REQUIRED WORK = Up to and including the line that contains "const DEFAULT_PACKET_LEN: usize = 0x1000;", return every line from the start of the data, unchanged.

(Beginning of RECORDS SUPPLIED)

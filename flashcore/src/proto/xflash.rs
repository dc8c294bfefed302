// SPDX-FileCopyrightText: 2025 The flashcore Authors
// SPDX-License-Identifier: GPL-3.0-or-later

//! XFlash Download-Agent protocol (MTK stage 2).
//!
//! Framed as length-prefixed blocks (`len:u32_le | data`); the device
//! answers each block with an ACK byte. With a checksum level above zero,
//! data blocks carry an XMODEM CRC16 trailer.

use crate::checksum::CRC16_XMODEM;
use crate::error::{Error, FrameError, ProtocolError, Result};
use crate::event::CancelToken;
use crate::proto::{FORMAT_TIMEOUT, FRAME_TIMEOUT};
use crate::transport::Transport;

const ACK: u8 = 0x5A;
const NAK: u8 = 0xA5;

const SYNC_MAGIC: &[u8] = b"SYNC";

const CMD_GET_CONNECTION_AGENT: u32 = 0x0001_0001;
const CMD_SEND_EMI: u32 = 0x0001_0002;
const CMD_BOOT_TO: u32 = 0x0001_0003;
const CMD_SET_RESET_KEY: u32 = 0x0001_0004;
const CMD_SET_CHECKSUM_LEVEL: u32 = 0x0001_0005;
const CMD_GET_SLA_STATUS: u32 = 0x0001_0006;
const CMD_REINIT_DEV_INFO: u32 = 0x0001_0007;
const CMD_GET_DEV_INFO: u32 = 0x0001_0008;
const CMD_GET_PACKET_LENGTH: u32 = 0x0001_0009;
const CMD_READ_FLASH: u32 = 0x0001_000A;
const CMD_WRITE_FLASH: u32 = 0x0001_000B;
const CMD_FORMAT_FLASH: u32 = 0x0001_000C;
const CMD_SHUTDOWN: u32 = 0x0001_000D;

/// Default data-phase packet length until `get_packet_length` negotiates.
const DEFAULT_PACKET_LEN: usize = 0x1000;

/// Storage region addressed by flash operations.
#[derive(Debug, Clone, Copy, PartialEq, Eq)]
#[repr(u32)]
pub enum PartType {
    User = 0,
    Boot1 = 1,
    Boot2 = 2,
    Rpmb = 3,
    Gp1 = 4,
}

/// How `shutdown` leaves the device.
#[derive(Debug, Clone, Copy, PartialEq, Eq)]
#[repr(u32)]
pub enum ShutdownMode {
    PowerOff = 0,
    Reboot = 1,
    /// Reboot back into the BROM download mode.
    BootRom = 2,
}

/// Where the DA found itself running.
#[derive(Debug, Clone, Copy, PartialEq, Eq)]
pub enum ConnectionAgent {
    Brom,
    Preloader,
}

/// Storage geometry reported by `get_dev_info`.
#[derive(Debug, Clone, Copy, Default, PartialEq, Eq)]
pub struct XflashDevInfo {
    /// 1 = eMMC, 2 = UFS, 3 = NAND.
    pub storage_type: u32,
    pub block_size: u32,
    pub user_size: u64,
    pub boot1_size: u64,
    pub boot2_size: u64,
    pub rpmb_size: u64,
}

impl XflashDevInfo {
    pub fn region_size(&self, part: PartType) -> u64 {
        match part {
            PartType::User | PartType::Gp1 => self.user_size,
            PartType::Boot1 => self.boot1_size,
            PartType::Boot2 => self.boot2_size,
            PartType::Rpmb => self.rpmb_size,
        }
    }
}

/// XFlash DA client.
pub struct Xflash<'a> {
    transport: &'a mut dyn Transport,
    packet_len: usize,
    checksum_level: u8,
}

impl<'a> Xflash<'a> {
    pub fn new(transport: &'a mut dyn Transport) -> Self {
        Xflash {
            transport,
            packet_len: DEFAULT_PACKET_LEN,
            checksum_level: 0,
        }
    }

    fn send_block(&mut self, data: &[u8]) -> Result<()> {
        let mut out = Vec::with_capacity(4 + data.len());
        out.extend_from_slice(&(data.len() as u32).to_le_bytes());
        out.extend_from_slice(data);
        self.transport.write_all(&out)?;
        self.transport.flush()?;
        Ok(())
    }

    fn recv_block(&mut self) -> Result<Vec<u8>> {
        let hdr = self.transport.read_exact_timeout(4, FRAME_TIMEOUT)?;
        let len = u32::from_le_bytes(hdr.try_into().unwrap()) as usize;
        Ok(self.transport.read_exact_timeout(len, FRAME_TIMEOUT)?)
    }

    fn read_ack(&mut self) -> Result<()> {
        match self.transport.read_byte(FRAME_TIMEOUT)? {
            ACK => Ok(()),
            NAK => {
                let code = self.transport.read_exact_timeout(4, FRAME_TIMEOUT)?;
                Err(ProtocolError::Nak {
                    code: u32::from_le_bytes(code.try_into().unwrap()),
                    msg: "download agent rejected the request".into(),
                }
                .into())
            }
            b => Err(ProtocolError::ProtocolAbort(b as u32).into()),
        }
    }

    fn command(&mut self, cmd: u32) -> Result<()> {
        self.send_block(&cmd.to_le_bytes())?;
        self.read_ack()
    }

    /// Wait for the freshly jumped-to DA to announce itself.
    pub fn wait_sync(&mut self) -> Result<()> {
        let block = self.recv_block()?;
        if block != SYNC_MAGIC {
            return Err(ProtocolError::UnexpectedState("xflash sync").into());
        }
        self.transport.write_all(&[ACK])?;
        self.transport.flush()?;
        Ok(())
    }

    /// "brom" when the DA booted straight from the BootROM (DRAM is still
    /// uninitialized), "preloader" otherwise.
    pub fn get_connection_agent(&mut self) -> Result<ConnectionAgent> {
        self.command(CMD_GET_CONNECTION_AGENT)?;
        let agent = self.recv_block()?;
        match agent.as_slice() {
            b"brom" => Ok(ConnectionAgent::Brom),
            b"preloader" => Ok(ConnectionAgent::Preloader),
            other => Err(ProtocolError::Unsupported(format!(
                "connection agent {:?}",
                String::from_utf8_lossy(other)
            ))
            .into()),
        }
    }

    /// Push the EMI (DRAM controller) settings extracted from a preloader.
    pub fn send_emi(&mut self, emi: &[u8]) -> Result<()> {
        self.command(CMD_SEND_EMI)?;
        self.send_block(&(emi.len() as u32).to_le_bytes())?;
        self.read_ack()?;
        self.write_data_phase(emi, &CancelToken::new(), &mut |_| {})?;
        self.read_ack()
    }

    /// Upload the stage-2 image to `addr` and jump to it.
    pub fn boot_to(&mut self, addr: u64, stage2: &[u8]) -> Result<()> {
        self.command(CMD_BOOT_TO)?;
        let mut params = Vec::with_capacity(16);
        params.extend_from_slice(&addr.to_le_bytes());
        params.extend_from_slice(&(stage2.len() as u64).to_le_bytes());
        self.send_block(&params)?;
        self.read_ack()?;
        self.write_data_phase(stage2, &CancelToken::new(), &mut |_| {})?;
        self.read_ack()
    }

    pub fn set_reset_key(&mut self, key: u8) -> Result<()> {
        self.command(CMD_SET_RESET_KEY)?;
        self.send_block(&[key])?;
        self.read_ack()
    }

    pub fn set_checksum_level(&mut self, level: u8) -> Result<()> {
        self.command(CMD_SET_CHECKSUM_LEVEL)?;
        self.send_block(&[level])?;
        self.read_ack()?;
        self.checksum_level = level;
        Ok(())
    }

    pub fn checksum_level(&self) -> u8 {
        self.checksum_level
    }

    pub fn get_sla_status(&mut self) -> Result<bool> {
        self.command(CMD_GET_SLA_STATUS)?;
        let status = self.recv_block()?;
        if status.len() != 4 {
            return Err(FrameError::Truncated {
                need: 4,
                have: status.len(),
            }
            .into());
        }
        Ok(u32::from_le_bytes(status.try_into().unwrap()) != 0)
    }

    /// Re-probe storage after an operation that changes it (e.g. format).
    pub fn reinit_device_info(&mut self) -> Result<()> {
        self.command(CMD_REINIT_DEV_INFO)
    }

    pub fn get_dev_info(&mut self) -> Result<XflashDevInfo> {
        self.command(CMD_GET_DEV_INFO)?;
        let block = self.recv_block()?;
        if block.len() < 40 {
            return Err(FrameError::Truncated {
                need: 40,
                have: block.len(),
            }
            .into());
        }
        let u32_at = |i: usize| u32::from_le_bytes(block[i..i + 4].try_into().unwrap());
        let u64_at = |i: usize| u64::from_le_bytes(block[i..i + 8].try_into().unwrap());
        Ok(XflashDevInfo {
            storage_type: u32_at(0),
            block_size: u32_at(4),
            user_size: u64_at(8),
            boot1_size: u64_at(16),
            boot2_size: u64_at(24),
            rpmb_size: u64_at(32),
        })
    }

    /// Negotiate the data-phase packet length.
    pub fn get_packet_length(&mut self) -> Result<usize> {
        self.command(CMD_GET_PACKET_LENGTH)?;
        let block = self.recv_block()?;
        if block.len() != 4 {
            return Err(FrameError::Truncated {
                need: 4,
                have: block.len(),
            }
            .into());
        }
        let len = u32::from_le_bytes(block.try_into().unwrap()) as usize;
        if len > 0 {
            self.packet_len = len;
        }
        Ok(self.packet_len)
    }

    /// Read `len` bytes starting at `offset`, delivering device-sized
    /// chunks to `on_chunk` in order.
    pub fn read_flash(
        &mut self,
        part: PartType,
        offset: u64,
        len: u64,
        cancel: &CancelToken,
        on_chunk: &mut dyn FnMut(&[u8]) -> Result<()>,
    ) -> Result<()> {
        self.command(CMD_READ_FLASH)?;
        self.send_block(&range_params(part, offset, len))?;
        self.read_ack()?;

        let mut received: u64 = 0;
        while received < len {
            cancel.check(received)?;
            let block = self.recv_block()?;
            let payload = self.strip_checksum(block)?;
            received += payload.len() as u64;
            if received > len {
                return Err(ProtocolError::Unsupported(format!(
                    "device over-delivered read data ({received} > {len})"
                ))
                .into());
            }
            self.transport.write_all(&[ACK])?;
            on_chunk(&payload)?;
        }
        Ok(())
    }

    /// Write `data` starting at `offset`.
    pub fn write_flash(
        &mut self,
        part: PartType,
        offset: u64,
        data: &[u8],
        cancel: &CancelToken,
        progress: &mut dyn FnMut(u64),
    ) -> Result<()> {
        self.command(CMD_WRITE_FLASH)?;
        self.send_block(&range_params(part, offset, data.len() as u64))?;
        self.read_ack()?;
        self.write_data_phase(data, cancel, progress)?;
        self.read_ack()
    }

    /// Erase/trim `len` bytes starting at `offset`.
    pub fn format_flash(&mut self, part: PartType, offset: u64, len: u64) -> Result<()> {
        self.command(CMD_FORMAT_FLASH)?;
        self.send_block(&range_params(part, offset, len))?;
        self.read_ack()?;
        // Formats can run minutes on big regions.
        match self.transport.read_byte(FORMAT_TIMEOUT) {
            Ok(ACK) => Ok(()),
            Ok(NAK) => {
                let code = self.transport.read_exact_timeout(4, FRAME_TIMEOUT)?;
                Err(ProtocolError::Nak {
                    code: u32::from_le_bytes(code.try_into().unwrap()),
                    msg: "format rejected".into(),
                }
                .into())
            }
            Ok(b) => Err(ProtocolError::ProtocolAbort(b as u32).into()),
            Err(crate::error::TransportError::Timeout) => {
                Err(Error::Deadline { stage: "format" })
            }
            Err(e) => Err(e.into()),
        }
    }

    pub fn shutdown(&mut self, mode: ShutdownMode) -> Result<()> {
        self.command(CMD_SHUTDOWN)?;
        self.send_block(&(mode as u32).to_le_bytes())?;
        self.read_ack()
    }

    pub fn reboot(&mut self) -> Result<()> {
        self.shutdown(ShutdownMode::Reboot)
    }

    fn write_data_phase(
        &mut self,
        data: &[u8],
        cancel: &CancelToken,
        progress: &mut dyn FnMut(u64),
    ) -> Result<()> {
        let mut sent: u64 = 0;
        for chunk in data.chunks(self.packet_len) {
            if let Err(e) = cancel.check(sent) {
                // No rollback primitive: stop sending, drain the pending
                // ACK, report the offset reached.
                let _ = self.transport.read_byte(FRAME_TIMEOUT);
                return Err(e);
            }
            if self.checksum_level > 0 {
                let mut block = Vec::with_capacity(chunk.len() + 2);
                block.extend_from_slice(chunk);
                block.extend_from_slice(&CRC16_XMODEM.checksum(chunk).to_le_bytes());
                self.send_block(&block)?;
            } else {
                self.send_block(chunk)?;
            }
            self.read_ack()?;
            sent += chunk.len() as u64;
            progress(sent);
        }
        Ok(())
    }

    fn strip_checksum(&self, mut block: Vec<u8>) -> Result<Vec<u8>> {
        if self.checksum_level == 0 {
            return Ok(block);
        }
        if block.len() < 2 {
            return Err(FrameError::Truncated {
                need: 2,
                have: block.len(),
            }
            .into());
        }
        let hi = block.pop().unwrap();
        let lo = block.pop().unwrap();
        let received = u16::from_le_bytes([lo, hi]);
        let computed = CRC16_XMODEM.checksum(&block);
        if computed != received {
            return Err(FrameError::BadCrc { computed, received }.into());
        }
        Ok(block)
    }
}

fn range_params(part: PartType, offset: u64, len: u64) -> Vec<u8> {
    let mut params = Vec::with_capacity(20);
    params.extend_from_slice(&(part as u32).to_le_bytes());
    params.extend_from_slice(&offset.to_le_bytes());
    params.extend_from_slice(&len.to_le_bytes());
    params
}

(End of RECORDS SUPPLIED)

RESPONSE AREA =
filename flashcore/src/proto/xflash.rs
repository dc8c294bfefed302
// SPDX-FileCopyrightText: 2025 The flashcore Authors
// SPDX-License-Identifier: GPL-3.0-or-later

//! XFlash Download-Agent protocol (MTK stage 2).
//!
//! Framed as length-prefixed blocks (`len:u32_le | data`); the device
//! answers each block with an ACK byte. With a checksum level above zero,
//! data blocks carry an XMODEM CRC16 trailer.

use crate::checksum::CRC16_XMODEM;
use crate::error::{Error, FrameError, ProtocolError, Result};
use crate::event::CancelToken;
use crate::proto::{FORMAT_TIMEOUT, FRAME_TIMEOUT};
use crate::transport::Transport;

const ACK: u8 = 0x5A;
const NAK: u8 = 0xA5;

const SYNC_MAGIC: &[u8] = b"SYNC";

const CMD_GET_CONNECTION_AGENT: u32 = 0x0001_0001;
const CMD_SEND_EMI: u32 = 0x0001_0002;
const CMD_BOOT_TO: u32 = 0x0001_0003;
const CMD_SET_RESET_KEY: u32 = 0x0001_0004;
const CMD_SET_CHECKSUM_LEVEL: u32 = 0x0001_0005;
const CMD_GET_SLA_STATUS: u32 = 0x0001_0006;
const CMD_REINIT_DEV_INFO: u32 = 0x0001_0007;
const CMD_GET_DEV_INFO: u32 = 0x0001_0008;
const CMD_GET_PACKET_LENGTH: u32 = 0x0001_0009;
const CMD_READ_FLASH: u32 = 0x0001_000A;
const CMD_WRITE_FLASH: u32 = 0x0001_000B;
const CMD_FORMAT_FLASH: u32 = 0x0001_000C;
const CMD_SHUTDOWN: u32 = 0x0001_000D;

/// Default data-phase packet length until `get_packet_length` negotiates.
const DEFAULT_PACKET_LEN: usize = 0x1000;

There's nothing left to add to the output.